**DATASET RECORDS**
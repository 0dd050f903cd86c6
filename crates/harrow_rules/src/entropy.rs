//! Entropy scoring shared by the leaked-credential rules.

use crate::rule::Enrichment;
use serde_json::Value;

/// Shannon character-frequency entropy in nats (natural log base).
///
/// Placeholder secrets ("aaaa", "1234") land well below 1.7; realistic
/// passwords land above it.
pub fn shannon_entropy(data: &str) -> f64 {
    let chars: Vec<char> = data.chars().collect();
    if chars.len() <= 1 {
        return 0.0;
    }

    let mut counts = std::collections::HashMap::new();
    for c in &chars {
        *counts.entry(*c).or_insert(0usize) += 1;
    }

    let len = chars.len() as f64;
    counts
        .values()
        .map(|&count| {
            let p = count as f64 / len;
            -p * p.ln()
        })
        .sum()
}

/// Markers whose presence means a credential is almost certainly a sample.
const SAFE_MARKERS: [&str; 3] = ["localhost", "127.0.0.1", "example"];

/// Domain lists the leak rules consult: credentials on excluded domains are
/// suppressed outright, public mail domains only downgrade severity.
#[derive(Debug, Clone, Default)]
pub struct LeakContext {
    pub exclude_domains: Vec<String>,
    pub public_domains: Vec<String>,
}

impl LeakContext {
    pub fn is_excluded(&self, domain: &str) -> bool {
        let domain = domain.to_lowercase();
        self.exclude_domains
            .iter()
            .any(|d| domain.contains(&d.to_lowercase()))
    }

    pub fn is_public(&self, domain: &str) -> bool {
        let domain = domain.to_lowercase();
        self.public_domains
            .iter()
            .any(|d| domain.contains(&d.to_lowercase()))
    }
}

/// Severity ladder for a username/password pair, downgrading placeholders.
///
/// Monotone in entropy for a fixed password length: a higher-entropy secret
/// never scores below a lower-entropy one, all else equal.
pub fn score_credentials(
    username: &str,
    password: &str,
    found: &str,
    domain: Option<&str>,
    context: &LeakContext,
) -> Enrichment {
    let entropy = shannon_entropy(password);
    let found_lower = found.to_lowercase();

    let mut severity: i32 = 100;

    if password.starts_with('$') {
        // Shell/template expansion, not a literal secret.
        severity = 60;
    }
    if entropy < 1.7 {
        severity = 65;
    }
    if entropy <= 0.7 {
        severity = 30;
    }
    if entropy <= 2.0 && (found_lower.contains("@localhost") || found_lower.contains("@127.0.0.1"))
    {
        severity = 30;
    }
    if entropy <= 1.5 && found_lower.contains("example") {
        severity = 30;
    }
    if username.chars().count() <= 2 || password.chars().count() <= 2 {
        severity = 50;
    }
    if let Some(domain) = domain {
        if context.is_public(domain) {
            severity -= 20;
        }
    }

    let mut enrichment = Enrichment::default()
        .severity(severity.clamp(0, 100) as u8)
        .entropy(entropy)
        .field("username", username.trim())
        .field("password", password.trim());
    if let Some(domain) = domain {
        enrichment = enrichment.field("domain", Value::from(domain.trim().to_lowercase()));
    }
    enrichment
}

/// Extract an owning domain from `user@domain` or `DOMAIN\user` shaped
/// usernames, skipping known-safe markers.
pub fn domain_of(username: &str) -> Option<String> {
    if let Some((_, host)) = username.split_once('@') {
        let host = host.trim().to_lowercase();
        if host.len() > 3 && !SAFE_MARKERS.contains(&host.as_str()) {
            return Some(host);
        }
    }
    if let Some((realm, _)) = username.split_once('\\') {
        let realm = realm.trim().to_lowercase();
        if realm.len() > 3 && !SAFE_MARKERS.contains(&realm.as_str()) {
            return Some(realm);
        }
    }
    None
}

#[cfg(test)]
mod tests {
    use super::*;

    #[test]
    fn entropy_of_constant_string_is_zero() {
        assert_eq!(shannon_entropy("aaaaaaaa"), 0.0);
        assert_eq!(shannon_entropy(""), 0.0);
        assert_eq!(shannon_entropy("x"), 0.0);
    }

    #[test]
    fn entropy_grows_with_variety() {
        let low = shannon_entropy("aaaaaaab");
        let high = shannon_entropy("k9X2mQ7p");
        assert!(low < high);
        // Uniform 8 distinct chars: ln(8) nats.
        assert!((high - 8f64.ln()).abs() < 1e-9);
    }

    #[test]
    fn severity_is_monotone_in_entropy() {
        let ctx = LeakContext::default();
        let low = score_credentials("user", "aaaaaaaa", "user:aaaaaaaa@mycorp.com", None, &ctx);
        let mid = score_credentials("user", "abababab", "user:abababab@mycorp.com", None, &ctx);
        let high = score_credentials("user", "k9X2mQ7p", "user:k9X2mQ7p@mycorp.com", None, &ctx);

        let (low, mid, high) = (
            low.severity.unwrap(),
            mid.severity.unwrap(),
            high.severity.unwrap(),
        );
        assert!(low <= mid && mid <= high);
        assert_eq!(high, 100);
        assert_eq!(low, 30);
    }

    #[test]
    fn safe_markers_downgrade() {
        let ctx = LeakContext::default();
        let e = score_credentials("root", "toor", "root:toor@localhost", None, &ctx);
        assert_eq!(e.severity.unwrap(), 30);
    }

    #[test]
    fn public_domain_downgrades() {
        let ctx = LeakContext {
            exclude_domains: vec![],
            public_domains: vec!["gmail.com".into()],
        };
        let e = score_credentials(
            "a.user@gmail.com",
            "Zx9!kQ2p",
            "a.user@gmail.com:Zx9!kQ2p",
            Some("gmail.com"),
            &ctx,
        );
        assert_eq!(e.severity.unwrap(), 80);
    }

    #[test]
    fn domain_extraction() {
        assert_eq!(domain_of("joe@corp.example.org"), Some("corp.example.org".into()));
        assert_eq!(domain_of("joe@example"), None);
        assert_eq!(domain_of("CORPDOM\\joe"), Some("corpdom".into()));
        assert_eq!(domain_of("plainuser"), None);
    }
}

**EXERCISE AIM**
Would you repeat each of the records above exactly?

**REPLY TO THE TASK**
repository 0dd050f903cd86c6
filename crates/harrow_rules/src/entropy.rs
//! Entropy scoring shared by the leaked-credential rules.

use crate::rule::Enrichment;
use serde_json::Value;

/// Shannon character-frequency entropy in nats (natural log base).
///
/// Placeholder secrets ("aaaa", "1234") land well below 1.7; realistic
/// passwords land above it.
pub fn shannon_entropy(data: &str) -> f64 {
    let chars: Vec<char> = data.chars().collect();
    if chars.len() <= 1 {
        return 0.0;
    }

    let mut counts = std::collections::HashMap::new();
    for c in &chars {
        *counts.entry(*c).or_insert(0usize) += 1;
    }

    let len = chars.len() as f64;
    counts
        .values()
        .map(|&count| {
            let p = count as f64 / len;
            -p * p.ln()
        })
        .sum()
}

/// Markers whose presence means a credential is almost certainly a sample.
const SAFE_MARKERS: [&str; 3] = ["localhost", "127.0.0.1", "example"];

/// Domain lists the leak rules consult: credentials on excluded domains are
/// suppressed outright, public mail domains only downgrade severity.
#[derive(Debug, Clone, Default)]
pub struct LeakContext {
    pub exclude_domains: Vec<String>,
    pub public_domains: Vec<String>,
}

impl LeakContext {
    pub fn is_excluded(&self, domain: &str) -> bool {
        let domain = domain.to_lowercase();
        self.exclude_domains
            .iter()
            .any(|d| domain.contains(&d.to_lowercase()))
    }

    pub fn is_public(&self, domain: &str) -> bool {
        let domain = domain.to_lowercase();
        self.public_domains
            .iter()
            .any(|d| domain.contains(&d.to_lowercase()))
    }
}

/// Severity ladder for a username/password pair, downgrading placeholders.
///
/// Monotone in entropy for a fixed password length: a higher-entropy secret
/// never scores below a lower-entropy one, all else equal.
pub fn score_credentials(
    username: &str,
    password: &str,
    found: &str,
    domain: Option<&str>,
    context: &LeakContext,
) -> Enrichment {
    let entropy = shannon_entropy(password);
    let found_lower = found.to_lowercase();

    let mut severity: i32 = 100;

    if password.starts_with('$') {
        // Shell/template expansion, not a literal secret.
        severity = 60;
    }
    if entropy < 1.7 {
        severity = 65;
    }
    if entropy <= 0.7 {
        severity = 30;
    }
    if entropy <= 2.0 && (found_lower.contains("@localhost") || found_lower.contains("@127.0.0.1"))
    {
        severity = 30;
    }
    if entropy <= 1.5 && found_lower.contains("example") {
        severity = 30;
    }
    if username.chars().count() <= 2 || password.chars().count() <= 2 {
        severity = 50;
    }
    if let Some(domain) = domain {
        if context.is_public(domain) {
            severity -= 20;
        }
    }

    let mut enrichment = Enrichment::default()
        .severity(severity.clamp(0, 100) as u8)
        .entropy(entropy)
        .field("username", username.trim())
        .field("password", password.trim());
    if let Some(domain) = domain {
        enrichment = enrichment.field("domain", Value::from(domain.trim().to_lowercase()));
    }
    enrichment
}

/// Extract an owning domain from `user@domain` or `DOMAIN\user` shaped
/// usernames, skipping known-safe markers.
pub fn domain_of(username: &str) -> Option<String> {
    if let Some((_, host)) = username.split_once('@') {
        let host = host.trim().to_lowercase();
        if host.len() > 3 && !SAFE_MARKERS.contains(&host.as_str()) {
            return Some(host);
        }
    }
    if let Some((realm, _)) = username.split_once('\\') {
        let realm = realm.trim().to_lowercase();
        if realm.len() > 3 && !SAFE_MARKERS.contains(&realm.as_str()) {
            return Some(realm);
        }
    }
    None
}

#[cfg(test)]
mod tests {
    use super::*;

    #[test]
    fn entropy_of_constant_string_is_zero() {
        assert_eq!(shannon_entropy("aaaaaaaa"), 0.0);
        assert_eq!(shannon_entropy(""), 0.0);
        assert_eq!(shannon_entropy("x"), 0.0);
    }

    #[test]
    fn entropy_grows_with_variety() {
        let low = shannon_entropy("aaaaaaab");
        let high = shannon_entropy("k9X2mQ7p");
        assert!(low < high);
        // Uniform 8 distinct chars: ln(8) nats.
        assert!((high - 8f64.ln()).abs() < 1e-9);
    }

    #[test]
    fn severity_is_monotone_in_entropy() {
        let ctx = LeakContext::default();
        let low = score_credentials("user", "aaaaaaaa", "user:aaaaaaaa@mycorp.com", None, &ctx);
        let mid = score_credentials("user", "abababab", "user:abababab@mycorp.com", None, &ctx);
        let high = score_credentials("user", "k9X2mQ7p", "user:k9X2mQ7p@mycorp.com", None, &ctx);

        let (low, mid, high) = (
            low.severity.unwrap(),
            mid.severity.unwrap(),
            high.severity.unwrap(),
        );
        assert!(low <= mid && mid <= high);
        assert_eq!(high, 100);
        assert_eq!(low, 30);
    }

    #[test]
    fn safe_markers_downgrade() {
        let ctx = LeakContext::default();
        let e = score_credentials("root", "toor", "root:toor@localhost", None, &ctx);
        assert_eq!(e.severity.unwrap(), 30);
    }

    #[test]
    fn public_domain_downgrades() {
        let ctx = LeakContext {
            exclude_domains: vec![],
            public_domains: vec!["gmail.com".into()],
        };
        let e = score_credentials(
            "a.user@gmail.com",
            "Zx9!kQ2p",
            "a.user@gmail.com:Zx9!kQ2p",
            Some("gmail.com"),
            &ctx,
        );
        assert_eq!(e.severity.unwrap(), 80);
    }

    #[test]
    fn domain_extraction() {
        assert_eq!(domain_of("joe@corp.example.org"), Some("corp.example.org".into()));
        assert_eq!(domain_of("joe@example"), None);
        assert_eq!(domain_of("CORPDOM\\joe"), Some("corpdom".into()));
        assert_eq!(domain_of("plainuser"), None);
    }
}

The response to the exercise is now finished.